Markov chains and mixing times (part 2 – coupling)

This week’s post continues last week’s discussion of Markov chains and mixing times, and introduces the idea of coupling as a method for estimating mixing times. We remark that some nice notes on the subject of coupling (and others) can be found on Steve Lalley’s web page — of particular relevance for our purposes here are the notes on “Convergence rates of Markov chains”. A more thorough and complete reference is the book Markov Chains and Mixing Times by D. Levin, Y. Peres, and E. Wilmer.

1. Markov chains as stochastic processes

In the previous post, we characterised a Markov chain as a pair ${(S,P)}$, where ${S}$ is a finite or countable state space and ${P\in [0,1]^{S\times S}}$ is a matrix whose entries ${p_{ij}}$ represent the transition probabilities between the various states in ${S}$. This then allowed us to interpret the Markov chain as a (deterministic) map ${T\colon \Delta\rightarrow \Delta}$, where ${\Delta}$ is the simplex of probability measures on ${S}$, and the map ${T}$ is given by right multiplication by the matrix ${P}$.

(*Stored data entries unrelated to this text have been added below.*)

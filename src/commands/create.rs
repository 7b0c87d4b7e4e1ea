use std::path::Path;

use crate::error::Result;
use crate::model::{NewTask, Priority};
use crate::output::{self, Format};
use crate::service::TaskService;

pub fn run(
    db: &Path,
    title: String,
    description: Option<String>,
    priority: Option<Priority>,
    format: Format,
) -> Result<()> {
    let service = TaskService::open(db)?;
    let task = service.create(NewTask {
        title,
        description,
        priority,
    })?;
    output::print_task(&task, format)?;
    Ok(())
}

Another way to describe a Markov chain is using the language of stochastic processes. A stochastic process is a sequence of random variables ${X_n\colon \Omega \rightarrow S}$, where ${(\Omega,\mathcal{F},\mathop{\mathbb P})}$ is a probability space. Such a process is said to be a Markov chain with state space ${S}$ and transition matrix ${P}$ if for any ${i_1,\dots,i_{n+1}\in S}$, we have

$\displaystyle \mathop{\mathbb P}(X_{n+1} = i_{n+1} \mid X_k = i_k \text{ for all } 0\leq k\leq n ) = \mathop{\mathbb P}(X_{n+1} = i_{n+1} \mid X_n=i_n). \ \ \ \ \ (1)$

Note that there is a potential source of confusion here in the terminology — to each pair ${(S,P)}$ we can associate many distinct stochastic processes satisfying (1). Indeed, there is one such process (up to isomorphism) for every initial probability distribution (the probabilities on ${X_0}$). Thus whenever the term “Markov chain” is used, here or in the literature, one should be careful to determine whether or not the object defined refers to a single stochastic process with specified initial distribution, or to a collection of stochastic processes all evolving according to the same transition probabilities.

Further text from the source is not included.